Violating a precondition normally causes the program to crash with an error message. When safety checks are disabled, violating a precondition leads to undefined behavior.
@preOr(<expression>)
Weakens (expands) a precondition of an overridden method. A call to a method is valid if any
@pre
or @preOr
annotation in effect on it evaluates to true. The only difference is that @pre
is used for non-@override
methods, and @preOr
is used for @override
methods.
@post(<expression>)
Establishes a postcondition on a method, A postcondition is an expression that must evaluate to true
when exiting the method). Postconditions are used to ensure that the method has done its job
properly by double-checking the results. Within a @post()
expression, two special kinds of
expressions are supported:
@return
- whatever value the method returned@pre(<expression>)
- what the expression was equal to when the method was first entered
For instance, suppose we have this simple method:
@post(list.length = @pre(list.length + 1))
method add(value:Object) {
list.append(value)
}
The postcondition on this method ensures that list
is in fact one element longer when the method
finishes. Of course, it probably isn't worth using a postcondition like this where it is patently
obvious that the method is behaving correctly, but for more complex situations postconditions can
turn difficult-to-find problems into obvious failures at exactly the point where things went wrong.

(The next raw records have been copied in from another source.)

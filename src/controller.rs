//! Show list controller
//!
//! This module owns the list of shows for the current catalog page together
//! with its loading state, the search query and the view/edit selections.
//!
//! Fetching is split into two steps so responses can arrive at any time:
//! every transition into `Loading` hands out a [`FetchTicket`], and the result
//! of that fetch is handed back through [`ShowListController::resolve`]. Only
//! the most recently issued ticket is ever applied.

use crate::catalog::{CatalogClient, FetchError, Show, ShowId};

/// User-facing message shown when a page could not be fetched
pub const FETCH_ERROR_MESSAGE: &str = "Unable to fetch shows. Please try again later.";

/// Loading state of the current page
#[derive(Debug, Clone, Copy, PartialEq, Eq)]
pub enum LoadStatus {
    /// Nothing has been requested yet
    Idle,
    /// A fetch for the current page is in flight
    Loading,
    /// The current page was fetched successfully
    Loaded,
    /// Fetching the current page failed; it can be retried
    Error,
}

/// Handle for one issued page request
///
/// Returned whenever the controller enters `Loading`. The owner performs the
/// fetch for [`FetchTicket::page`] and passes the outcome back with the ticket.
#[derive(Debug, Clone, Copy, PartialEq, Eq)]
pub struct FetchTicket {
    page: u32,
    request_id: u64,
}

impl FetchTicket {
    /// The page that has to be fetched
    pub fn page(&self) -> u32 {
        self.page
    }
}

/// What the list area should display
#[derive(Debug, PartialEq)]
pub enum ListView<'a> {
    /// A fetch is in flight; previous rows must not be shown
    Loading,
    /// The last fetch failed
    Failed { message: &'a str },
    /// Loaded, but nothing matches the search query (or the page is empty)
    Empty,
    /// Loaded shows matching the search query, in catalog order
    Rows(Vec<&'a Show>),
}

/// Stateful coordinator for fetching, searching, paging and editing shows
#[derive(Debug)]
pub struct ShowListController {
    status: LoadStatus,
    shows: Vec<Show>,
    page: u32,
    search_query: String,
    error_message: Option<String>,
    pending: Option<FetchTicket>,
    next_request_id: u64,
    viewing: Option<ShowId>,
    editing: Option<ShowId>,
}

impl ShowListController {
    /// Creates an idle controller positioned at `start_page`
    pub fn new(start_page: u32) -> Self {
        Self {
            status: LoadStatus::Idle,
            shows: Vec::new(),
            page: start_page,
            search_query: String::new(),
            error_message: None,
            pending: None,
            next_request_id: 0,
            viewing: None,
            editing: None,
        }
    }

    pub fn status(&self) -> LoadStatus {
        self.status
    }

    /// Shows of the current page, unfiltered
    pub fn shows(&self) -> &[Show] {
        &self.shows
    }

    pub fn page(&self) -> u32 {
        self.page
    }

    pub fn search_query(&self) -> &str {
        &self.search_query
    }

    pub fn error_message(&self) -> Option<&str> {
        self.error_message.as_deref()
    }

    /// The ticket of the fetch currently awaited, if any
    pub fn pending(&self) -> Option<FetchTicket> {
        self.pending
    }

    /// Starts loading the current page
    pub fn mount(&mut self) -> FetchTicket {
        self.begin_fetch(self.page)
    }

    /// Navigates to `new_page` and starts loading it
    ///
    /// The loaded shows stay untouched until the new result is resolved.
    pub fn change_page(&mut self, new_page: u32) -> FetchTicket {
        self.page = new_page;
        self.begin_fetch(new_page)
    }

    /// Whether the catalog may have a page after the current one
    ///
    /// Derived from the last fetch: an empty page marks the end of the catalog.
    pub fn has_more_pages(&self) -> bool {
        self.status == LoadStatus::Loaded && !self.shows.is_empty()
    }

    /// Navigates to the following page, if one may exist
    pub fn next_page(&mut self) -> Option<FetchTicket> {
        if !self.has_more_pages() {
            return None;
        }
        let next = self.page.checked_add(1)?;
        Some(self.change_page(next))
    }

    /// Navigates to the preceding page, unless already on the first one
    pub fn previous_page(&mut self) -> Option<FetchTicket> {
        let previous = self.page.checked_sub(1)?;
        Some(self.change_page(previous))
    }

    /// Re-issues the request for the current page after a failure
    pub fn retry(&mut self) -> Option<FetchTicket> {
        if self.status != LoadStatus::Error {
            return None;
        }
        Some(self.begin_fetch(self.page))
    }

    fn begin_fetch(&mut self, page: u32) -> FetchTicket {
        let ticket = FetchTicket {
            page,
            request_id: self.next_request_id,
        };
        self.next_request_id += 1;
        self.pending = Some(ticket);
        self.status = LoadStatus::Loading;
        tracing::debug!(page, request_id = ticket.request_id, "loading page");
        ticket
    }

    /// Applies the outcome of a fetch
    ///
    /// Results for any ticket other than the newest one are discarded.
    ///
    /// # Returns
    ///
    /// `true` if the result was applied, `false` if it was stale
    pub fn resolve(&mut self, ticket: FetchTicket, result: Result<Vec<Show>, FetchError>) -> bool {
        if self.pending != Some(ticket) {
            tracing::debug!(
                page = ticket.page,
                request_id = ticket.request_id,
                current_page = self.page,
                "discarding stale response"
            );
            return false;
        }
        self.pending = None;

        match result {
            Ok(shows) => {
                tracing::debug!(page = ticket.page, count = shows.len(), "page loaded");
                self.shows = shows;
                self.status = LoadStatus::Loaded;
                self.error_message = None;
            }
            Err(error) => {
                tracing::warn!(page = ticket.page, %error, "failed to load page");
                self.shows.clear();
                self.status = LoadStatus::Error;
                self.error_message = Some(FETCH_ERROR_MESSAGE.to_string());
            }
        }
        true
    }

    /// Fetches the pending page from `client` and resolves it right away
    ///
    /// Returns `false` if nothing was pending.
    pub fn load_with<C: CatalogClient>(&mut self, client: &C) -> bool {
        let Some(ticket) = self.pending else {
            return false;
        };
        let result = client.fetch_shows(ticket.page);
        self.resolve(ticket, result)
    }

    /// Sets the search query; filtering happens locally on the loaded page
    pub fn set_search_query(&mut self, query: impl Into<String>) {
        self.search_query = query.into();
    }

    /// Loaded shows whose name contains the search query, ignoring case
    pub fn visible_shows(&self) -> Vec<&Show> {
        let query = self.search_query.to_lowercase();
        self.shows
            .iter()
            .filter(|show| show.name.to_lowercase().contains(&query))
            .collect()
    }

    /// What the list area should currently display
    pub fn view(&self) -> ListView<'_> {
        match self.status {
            LoadStatus::Idle | LoadStatus::Loading => ListView::Loading,
            LoadStatus::Error => ListView::Failed {
                message: self.error_message.as_deref().unwrap_or(FETCH_ERROR_MESSAGE),
            },
            LoadStatus::Loaded => {
                let rows = self.visible_shows();
                if rows.is_empty() {
                    ListView::Empty
                } else {
                    ListView::Rows(rows)
                }
            }
        }
    }

    fn find(&self, id: ShowId) -> Option<&Show> {
        self.shows.iter().find(|show| show.id == id)
    }

    /// Designates a loaded show for the detail view
    ///
    /// Returns `false` and leaves the selection unchanged if `id` is not loaded.
    pub fn select_for_view(&mut self, id: ShowId) -> bool {
        if self.find(id).is_none() {
            return false;
        }
        self.viewing = Some(id);
        true
    }

    /// Designates a loaded show for editing
    ///
    /// Returns `false` and leaves the selection unchanged if `id` is not loaded.
    pub fn select_for_edit(&mut self, id: ShowId) -> bool {
        if self.find(id).is_none() {
            return false;
        }
        self.editing = Some(id);
        true
    }

    pub fn selected_for_view(&self) -> Option<&Show> {
        self.viewing.and_then(|id| self.find(id))
    }

    pub fn selected_for_edit(&self) -> Option<&Show> {
        self.editing.and_then(|id| self.find(id))
    }

    pub fn close_view(&mut self) {
        self.viewing = None;
    }

    pub fn close_edit(&mut self) {
        self.editing = None;
    }

    /// Replaces the loaded show with the same id as `updated`
    ///
    /// The change lives in memory only and is lost on the next fetch.
    ///
    /// # Returns
    ///
    /// `true` if an entry was replaced, `false` if no loaded show has that id
    pub fn apply_update(&mut self, updated: Show) -> bool {
        let Some(slot) = self.shows.iter_mut().find(|show| show.id == updated.id) else {
            tracing::debug!(id = updated.id, "update for show that is not loaded");
            return false;
        };
        tracing::info!(id = updated.id, name = %updated.name, "show updated");
        *slot = updated;
        self.editing = None;
        true
    }
}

Violating a postcondition normally causes the program to crash with an error message. When safety checks are disabled, violating a postcondition leads to undefined behavior.
@postAnd(<expression>)
Strengthens a postcondition found in an overridden method. A method must fulfill all of the @post
and @postAnd
conditions in effect on it.
@weak
Causes a field to only weakly refer to its contents, meaning that this reference does not participate in reference counting and will not prevent an object from being destroyed.
Attempting to accessing a weakly referenced object after its destruction normally causes the program to crash with an error message. When safety checks are disabled, accessing a destroyed object leads to undefined behavior.
@limited
Used on a method to indicate that the method only modifies the containing object, objects it wholly owns (objects which are never visible outside of the containing object), or its parameters.
Because of these restrictions, methods marked @limited
may safely be used from
functions, as long as the object the method is being called on was created within
the function and is not visible from outside the function, and any mutable parameters are similarly
only visible from within the function.
@self
Similar to @limited
, but indicates that the method only modifies its containing object (not any of
its parameters).
@safeReturn
Indicates that there are no references to the return value of a method when the method exits; in
other words, the method's return value was either created within the method or is the result of
another @safeReturn
method, and no persistent references to the value have been created within the
method call.
This is important to allow functions to operate on values returned from other methods: without a
@safeReturn
annotation, the compiler must assume that any mutable value returned from any method
is potentially visible and therefore cannot be modified.
@unsafeFunction
Indicates that a function performs prohibited operations. Unsafe functions are
allowed to call methods, modify variables, and otherwise modify state, and the @unsafeFunction
indicates that they should still be treated as functions by the compiler.
This is, as the name implies, unsafe. The compiler is permitted to elide calls to functions, compute their return values at compile time, merge multiple calls together, and so forth, all of which can potentially result in incorrect behavior in the face of functions which do not "follow the rules".
@external(<name>)
The @external
annotation marks a method which is implemented by external (non-Frost) code. name
is the name of the (C calling convention) external function to link to. Like abstract methods,
external methods do not have a method body.